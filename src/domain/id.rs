//! Domain identifier types with proper encapsulation.

use std::fmt;

use chrono::{DateTime, Utc};
use serde::{Deserialize, Serialize};
use uuid::Uuid;

use super::error::DomainError;

/// Maximum length of an RFC-1123 label.
const MAX_NAME_LEN: usize = 63;

/// Maximum length of an OCI image tag.
const MAX_TAG_LEN: usize = 128;

/// Deployment name - unique key of a registry record.
///
/// Always a valid RFC-1123 label so it can be used directly as a Kubernetes
/// object name, label value and gRPC host name.
#[derive(Debug, Clone, PartialEq, Eq, PartialOrd, Ord, Hash, Serialize, Deserialize)]
#[serde(try_from = "String", into = "String")]
pub struct DeploymentName(String);

impl DeploymentName {
    /// Parse an already-normalized name, rejecting anything that is not a
    /// valid RFC-1123 label.
    pub fn parse(raw: impl Into<String>) -> Result<Self, DomainError> {
        let name = raw.into();
        let reason = if name.is_empty() {
            Some("must not be empty")
        } else if name.len() > MAX_NAME_LEN {
            Some("must be at most 63 characters")
        } else if !name
            .chars()
            .all(|c| c.is_ascii_lowercase() || c.is_ascii_digit() || c == '-')
        {
            Some("may only contain lowercase letters, digits and '-'")
        } else if name.starts_with('-') || name.ends_with('-') {
            Some("must start and end with a letter or digit")
        } else {
            None
        };

        match reason {
            Some(reason) => Err(DomainError::InvalidName { name, reason }),
            None => Ok(Self(name)),
        }
    }

    /// Derive a name from free-form input such as a git branch.
    ///
    /// Lowercases, replaces every run of other characters with a single `-`,
    /// trims dashes and truncates to 63 characters.
    pub fn normalize(raw: &str) -> Result<Self, DomainError> {
        let mut name = String::with_capacity(raw.len());
        for c in raw.chars() {
            let c = c.to_ascii_lowercase();
            if c.is_ascii_lowercase() || c.is_ascii_digit() {
                name.push(c);
            } else if !name.ends_with('-') {
                name.push('-');
            }
        }
        let mut name = name.trim_matches('-').to_string();
        name.truncate(MAX_NAME_LEN);
        let name = name.trim_end_matches('-').to_string();

        if name.is_empty() {
            return Err(DomainError::InvalidName {
                name: raw.to_string(),
                reason: "contains no usable characters",
            });
        }
        Self::parse(name)
    }

    /// Append a suffix, normalizing it first.
    ///
    /// The base is shortened to keep the whole name within 63 characters, so
    /// the suffix always survives and a suffixed name never equals its base.
    pub fn with_suffix(&self, suffix: &str) -> Result<Self, DomainError> {
        if suffix.is_empty() {
            return Ok(self.clone());
        }
        let suffix = Self::normalize(suffix)?;
        let room = MAX_NAME_LEN.saturating_sub(suffix.0.len() + 1);
        let base = self.0[..self.0.len().min(room)].trim_end_matches('-');
        if base.is_empty() {
            return Err(DomainError::InvalidName {
                name: format!("{}-{}", self.0, suffix.0),
                reason: "suffix leaves no room for the base name",
            });
        }
        Self::parse(format!("{base}-{}", suffix.0))
    }

    /// Get the name as a string slice.
    #[must_use]
    pub fn as_str(&self) -> &str {
        &self.0
    }
}

impl fmt::Display for DeploymentName {
    fn fmt(&self, f: &mut fmt::Formatter<'_>) -> fmt::Result {
        write!(f, "{}", self.0)
    }
}

impl TryFrom<String> for DeploymentName {
    type Error = DomainError;

    fn try_from(value: String) -> Result<Self, Self::Error> {
        Self::parse(value)
    }
}

impl From<DeploymentName> for String {
    fn from(name: DeploymentName) -> Self {
        name.0
    }
}

/// Container image tag.
#[derive(Debug, Clone, PartialEq, Eq, Hash, Serialize, Deserialize)]
#[serde(try_from = "String", into = "String")]
pub struct ImageTag(String);

impl ImageTag {
    /// Parse a tag, enforcing the OCI tag grammar.
    pub fn parse(raw: impl Into<String>) -> Result<Self, DomainError> {
        let tag = raw.into();
        let valid_rest = tag
            .chars()
            .skip(1)
            .all(|c| c.is_ascii_alphanumeric() || matches!(c, '_' | '.' | '-'));
        let reason = match tag.chars().next() {
            None => Some("must not be empty"),
            Some(first) if !(first.is_ascii_alphanumeric() || first == '_') => {
                Some("must start with a letter, digit or '_'")
            }
            Some(_) if tag.len() > MAX_TAG_LEN => Some("must be at most 128 characters"),
            Some(_) if !valid_rest => Some("may only contain letters, digits, '_', '.' and '-'"),
            Some(_) => None,
        };

        match reason {
            Some(reason) => Err(DomainError::InvalidTag { tag, reason }),
            None => Ok(Self(tag)),
        }
    }

    /// Generate a fresh tag of the form `<version>-<yyyymmddHHMMSS>`.
    pub fn generate(version: &str, now: DateTime<Utc>) -> Result<Self, DomainError> {
        Self::parse(format!("{version}-{}", now.format("%Y%m%d%H%M%S")))
    }

    /// Get the tag as a string slice.
    #[must_use]
    pub fn as_str(&self) -> &str {
        &self.0
    }
}

impl fmt::Display for ImageTag {
    fn fmt(&self, f: &mut fmt::Formatter<'_>) -> fmt::Result {
        write!(f, "{}", self.0)
    }
}

impl TryFrom<String> for ImageTag {
    type Error = DomainError;

    fn try_from(value: String) -> Result<Self, Self::Error> {
        Self::parse(value)
    }
}

impl From<ImageTag> for String {
    fn from(tag: ImageTag) -> Self {
        tag.0
    }
}

/// Opaque token identifying the holder of the deployment lock.
#[derive(Debug, Clone, PartialEq, Eq, Hash)]
pub struct HolderToken(String);

impl HolderToken {
    /// Generate a random token for this process.
    #[must_use]
    pub fn generate() -> Self {
        Self(Uuid::new_v4().to_string())
    }

    /// Wrap an existing token value.
    pub fn new(token: impl Into<String>) -> Self {
        Self(token.into())
    }

    /// Get the token as a string slice.
    #[must_use]
    pub fn as_str(&self) -> &str {
        &self.0
    }
}

impl fmt::Display for HolderToken {
    fn fmt(&self, f: &mut fmt::Formatter<'_>) -> fmt::Result {
        write!(f, "{}", self.0)
    }
}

* WHAT YOU ARE ASKED TO DO: A single number is the answer: the number of lines in the entries that contain "HolderToken".

* ANSWER FOR THIS EXERCISE: 3